さらに最後の晩餐の際には、「わたしの肉を食べ、わたしの血を飲む」という概念を聖餐として定め、それを守るようにユダヤ人であった弟子たちに命じているのである。
マタイ26:26-28
26 一同が食事をしているとき、イエスはパンを取り、祝福してこれをさき、弟子たちに与えて言われた、「取って食べよ、これはわたしのからだである」。
27 また杯を取り、感謝して彼らに与えて言われた、「みな、この杯から飲め。
28 これは、罪のゆるしを得させるようにと、多くの人のために流すわたしの契約の血である。
使徒パウロの言葉は、私たちの理解を助けてくれる。
Ⅰコリント11:23-28
23 わたしは、主から受けたことを、また、あなたがたに伝えたのである。すなわち、主イエスは、渡される夜、パンをとり、
24 感謝してこれをさき、そして言われた、「これはあなたがたのための、わたしのからだである。わたしを記念するため、このように行いなさい」。
25 食事ののち、杯をも同じようにして言われた、「この杯は、わたしの血による新しい契約である。飲むたびに、わたしの記念として、このように行いなさい」。
26 だから、あなたがたは、このパンを食し、この杯を飲むごとに、それによって、主がこられる時に至るまで、主の死を告げ知らせるのである。
27 だから、ふさわしくないままでパンを食し主の杯を飲む者は、主のからだと血とを犯すのである。
28 だれでもまず自分を吟味し、それからパンを食べ杯を飲むべきである。
「ふさわしくないままでパンを食し主の杯を飲む者は、主のからだと血とを犯すのである」の「ふさわしくない」とは、一体どんな意味だろうか。「完全でなければいけない」と言っているのであろうか。

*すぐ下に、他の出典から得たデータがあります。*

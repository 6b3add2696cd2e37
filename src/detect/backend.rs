use image::RgbImage;

use crate::detect::result::DetectorOutput;
use crate::error::PipelineResult;

/// Person detector trait.
///
/// Implementations are shared across batch workers, so `detect` takes `&self`.
/// Backends with mutable inference state guard it internally.
pub trait PersonDetector: Send + Sync {
    /// Backend identifier.
    fn name(&self) -> &'static str;

    /// Device the model runs on ("cpu", "cuda", ...).
    fn device(&self) -> &str;

    /// Returns false while the backend has no model ready.
    fn is_loaded(&self) -> bool {
        true
    }

    /// Run person detection on one RGB image.
    ///
    /// When `annotate` is true the backend should return a copy of the image
    /// with detections drawn. Backends that cannot annotate return `None`
    /// and callers fall back to the original frame.
    fn detect(&self, image: &RgbImage, annotate: bool) -> PipelineResult<DetectorOutput>;

    /// Optional warm-up hook.
    fn warm_up(&self) -> PipelineResult<()> {
        Ok(())
    }
}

もしそうならば、地上において誰一人として聖餐を受けることはできないだろう。
ここで言う「ふさわしい状態」とは、主イエスの犠牲の死に対する畏敬の念によって罪を悔い改め、感謝の心を持っているかどうかを問うているのである。しかもその御子の死は、ただの「自然死」でも「偶発的事故死」でもなかった。主イエスは私たち一人一人の罪のために身代わりとなって、私たちの代わりに律法によって「断たれた」のである。
イザヤ53:5-8
5 しかし彼はわれわれのとがのために傷つけられ、われわれの不義のために砕かれたのだ。彼はみずから懲しめをうけて、われわれに平安を与え、その打たれた傷によって、われわれはいやされたのだ。
6 われわれはみな羊のように迷って、おのおの自分の道に向かって行った。主はわれわれすべての者の不義を、彼の上におかれた。
7 彼はしえたげられ、苦しめられたけれども、口を開かなかった。ほふり場にひかれて行く小羊のように、また毛を切る者の前に黙っている羊のように、口を開かなかった。
8 彼は暴虐なさばきによって取り去られた。その代の人のうち、だれが思ったであろうか、彼はわが民のとがのために打たれて、生けるものの地から断たれたのだと。
「あなたがたは、このパンを食し、この杯を飲むごとに、それによって、主がこられる時に至るまで、主の死を告げ知らせるのである」。聖餐を受けるということは、信仰者が主イエスの死を思い出し、自分の罪が神と神が与えてくださった御子の命に対する忌々しい冒涜であることを自ら認め、御子がその罪の赦しのために私たち罪びとの代わりに断たれたことを信じ、感謝と畏敬の念をもって生ける神を礼拝することである。
信仰者には、主の体と血のシンボルであるパンと葡萄酒を口にする聖餐が、長年の信仰生活において習慣化し、畏敬の念を失ってしまう危険が多々あると思う。だからこそ「血の戒め」を考察することは、「わたしの肉を食べ、わたしの血を飲む」という言葉に表されている御子の犠牲の死が、神にとってどれだけ大きな意味を持つか、その理解を深めるうえで、非常に重要であると確信する。